For the sake of simplicity... let's say that I have a model standing on white seamless. My main light is positioned roughly 45 degrees camera left and about 30 degrees up from the lens's axis. I'm metering f/11 on the upper torso and the falloff gives me readings of about f/9 or f/10 as I meter at the lower leg or the shoe. There is a shadow cast behind the subject and to camera right by the main light that is very pleasing and gives it a sense of realism and dimension.
My background lights are rendering the white seamless behind the subject as pure white from top to bottom and left to right within the intended cropped subject area and as far forward as my gobos that hide the lights and prevent flare and halos. The gobos are placed about 6 feet from the background and the subject is standing just forward of that.
The seamless that is forward of the gobos and under the subject is not pure white and the shadows cast fall on this area which is approximately 1 to 1.3 stops under pure white. Due to the falloff there is also a gradient within the shadow and without using some advanced Photoshop techniques and taking a bit more time to process each image it's next to impossible to differentiate the shadow and gradient from the underexposed seamless.
I hope I haven't lost you yet 
I know many ways within Photoshop to mask, create gradients and simulate shadows to paint back in a shadow but I'm not thrilled with the time it takes and always seem to feel it doesn't accurately represent the lighting as well as the natural shadow created. Using the Dodge tool with the range set to Highlights works to a degree but since you can't fine tune the actual highlight range it always seems to destroy the outer edge of the shadow and again can't differentiate the shadow gradient from the underexposed seamless.
If I add secondary lighting specific to the floor it changes the appearance of the image and directionality of the shadows, and ultimately it still doesn't do what's needed.

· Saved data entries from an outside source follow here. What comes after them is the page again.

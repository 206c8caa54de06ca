//! Liveness, status, and version endpoints (spec.md §6).

use actix_web::{web, HttpResponse};
use serde_json::json;

use crate::server::state::AppState;

pub async fn health(_state: web::Data<AppState>) -> HttpResponse {
    HttpResponse::Ok().json(json!({
        "status": "OK",
        "version": env!("CARGO_PKG_VERSION"),
    }))
}

pub async fn status(_state: web::Data<AppState>) -> HttpResponse {
    HttpResponse::Ok().json(json!({
        "status": "ok",
        "timestamp": chrono::Utc::now().to_rfc3339(),
    }))
}

pub async fn version(_state: web::Data<AppState>) -> HttpResponse {
    HttpResponse::Ok().json(json!({
        "version": env!("CARGO_PKG_VERSION"),
        "apiVersion": "v1",
        "timestamp": chrono::Utc::now().to_rfc3339(),
    }))
}

#[cfg(test)]
mod tests {
    use super::*;
    use actix_web::body::to_bytes;

    #[tokio::test]
    async fn health_reports_ok_status() {
        let state = web::Data::new(AppState::new(crate::config::AppConfig::from_env()));
        let response = health(state).await;
        assert_eq!(response.status(), actix_web::http::StatusCode::OK);
        let body = to_bytes(response.into_body()).await.unwrap();
        let json: serde_json::Value = serde_json::from_slice(&body).unwrap();
        assert_eq!(json["status"], "OK");
    }
}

So the question is.... how do those that do this type of work deal with the problem? Pouring light on the floor is obviously not the answer. I don't mind a bit of processing but most of the advanced techniques I know and have learned just don't accomplish this very well.
I welcome suggestions but please make those suggestions based on experience in this area or a working knowledge of this type of lighting. I mean no disrespect but I've heard all the "try this" and "try that" from many that are either just Photoshop guys or from those that guess with no experience. I want to tackle this as a lighting problem first and then as a post processing one.
The one time I did need to shoot in the style you described it was in a huge warehouse/studio so it wasn't too tricky.